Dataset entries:
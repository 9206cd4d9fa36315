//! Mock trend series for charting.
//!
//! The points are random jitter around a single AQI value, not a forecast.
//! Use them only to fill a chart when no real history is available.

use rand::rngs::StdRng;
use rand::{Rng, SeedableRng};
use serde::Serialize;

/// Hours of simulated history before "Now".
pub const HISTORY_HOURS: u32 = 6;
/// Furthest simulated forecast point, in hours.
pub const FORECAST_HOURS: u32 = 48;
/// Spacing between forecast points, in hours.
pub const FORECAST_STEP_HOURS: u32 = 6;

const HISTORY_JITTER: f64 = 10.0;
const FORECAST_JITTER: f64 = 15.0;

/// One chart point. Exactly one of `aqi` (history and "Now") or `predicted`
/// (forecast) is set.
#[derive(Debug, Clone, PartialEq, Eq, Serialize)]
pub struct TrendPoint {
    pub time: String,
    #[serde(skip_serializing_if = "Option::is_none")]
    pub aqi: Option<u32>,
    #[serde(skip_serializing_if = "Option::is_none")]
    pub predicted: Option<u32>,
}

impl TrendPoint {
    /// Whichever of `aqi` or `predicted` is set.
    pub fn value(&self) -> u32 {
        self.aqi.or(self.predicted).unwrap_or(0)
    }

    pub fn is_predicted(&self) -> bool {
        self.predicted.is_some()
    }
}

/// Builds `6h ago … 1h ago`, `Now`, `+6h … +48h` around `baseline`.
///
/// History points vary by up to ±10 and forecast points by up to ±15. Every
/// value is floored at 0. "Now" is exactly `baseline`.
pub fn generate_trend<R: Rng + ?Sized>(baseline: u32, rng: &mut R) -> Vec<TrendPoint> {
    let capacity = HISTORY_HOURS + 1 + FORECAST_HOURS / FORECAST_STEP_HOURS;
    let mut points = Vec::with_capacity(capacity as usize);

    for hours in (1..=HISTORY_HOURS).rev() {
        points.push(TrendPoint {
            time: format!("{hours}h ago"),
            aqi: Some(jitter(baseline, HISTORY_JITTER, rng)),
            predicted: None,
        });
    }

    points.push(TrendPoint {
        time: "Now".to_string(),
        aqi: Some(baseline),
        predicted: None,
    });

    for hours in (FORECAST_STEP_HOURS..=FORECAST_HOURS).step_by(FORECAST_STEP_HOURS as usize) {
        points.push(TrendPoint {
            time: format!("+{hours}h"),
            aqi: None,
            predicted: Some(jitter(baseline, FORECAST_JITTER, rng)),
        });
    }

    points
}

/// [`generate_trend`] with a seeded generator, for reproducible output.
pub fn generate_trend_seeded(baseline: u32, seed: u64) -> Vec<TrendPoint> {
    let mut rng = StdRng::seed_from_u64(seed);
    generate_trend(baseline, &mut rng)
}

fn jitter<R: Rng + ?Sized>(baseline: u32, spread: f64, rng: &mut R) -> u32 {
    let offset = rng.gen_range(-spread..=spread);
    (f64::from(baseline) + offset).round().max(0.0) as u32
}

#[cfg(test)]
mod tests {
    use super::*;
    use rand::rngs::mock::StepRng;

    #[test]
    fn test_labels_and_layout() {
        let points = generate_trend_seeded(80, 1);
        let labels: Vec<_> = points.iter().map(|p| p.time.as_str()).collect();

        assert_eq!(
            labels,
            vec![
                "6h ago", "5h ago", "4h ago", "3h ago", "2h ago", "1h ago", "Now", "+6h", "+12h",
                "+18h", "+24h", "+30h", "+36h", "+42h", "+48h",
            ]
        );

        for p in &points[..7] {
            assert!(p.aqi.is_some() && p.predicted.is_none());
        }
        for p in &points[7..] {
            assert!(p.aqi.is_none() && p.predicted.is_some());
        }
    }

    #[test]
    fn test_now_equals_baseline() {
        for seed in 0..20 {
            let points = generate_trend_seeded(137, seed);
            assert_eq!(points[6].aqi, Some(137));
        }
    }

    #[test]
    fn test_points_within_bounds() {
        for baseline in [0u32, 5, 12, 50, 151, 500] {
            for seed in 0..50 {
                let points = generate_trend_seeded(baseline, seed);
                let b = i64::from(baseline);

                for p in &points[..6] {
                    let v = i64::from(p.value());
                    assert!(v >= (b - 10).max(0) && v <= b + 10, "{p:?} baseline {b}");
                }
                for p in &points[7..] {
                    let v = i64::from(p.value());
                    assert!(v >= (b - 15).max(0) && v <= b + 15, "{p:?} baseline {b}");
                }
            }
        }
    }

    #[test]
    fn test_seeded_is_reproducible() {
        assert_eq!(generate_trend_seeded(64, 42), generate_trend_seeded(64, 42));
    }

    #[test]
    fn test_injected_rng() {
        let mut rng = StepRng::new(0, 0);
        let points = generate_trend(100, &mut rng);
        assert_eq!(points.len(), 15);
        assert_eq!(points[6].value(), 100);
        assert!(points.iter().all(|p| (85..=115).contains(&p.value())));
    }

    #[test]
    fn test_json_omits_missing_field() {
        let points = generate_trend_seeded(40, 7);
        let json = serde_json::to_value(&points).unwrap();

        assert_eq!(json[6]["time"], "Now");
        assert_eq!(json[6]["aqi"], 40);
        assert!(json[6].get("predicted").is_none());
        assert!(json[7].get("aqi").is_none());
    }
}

Your instructions – The line containing "points, in hours." marks the end. Please print exactly every line from the top of the data to it, both included, and nothing more.

Task response –
repository 9206cd4d9fa36315
//! Mock trend series for charting.
//!
//! The points are random jitter around a single AQI value, not a forecast.
//! Use them only to fill a chart when no real history is available.

use rand::rngs::StdRng;
use rand::{Rng, SeedableRng};
use serde::Serialize;

/// Hours of simulated history before "Now".
pub const HISTORY_HOURS: u32 = 6;
/// Furthest simulated forecast point, in hours.
pub const FORECAST_HOURS: u32 = 48;
/// Spacing between forecast points, in hours.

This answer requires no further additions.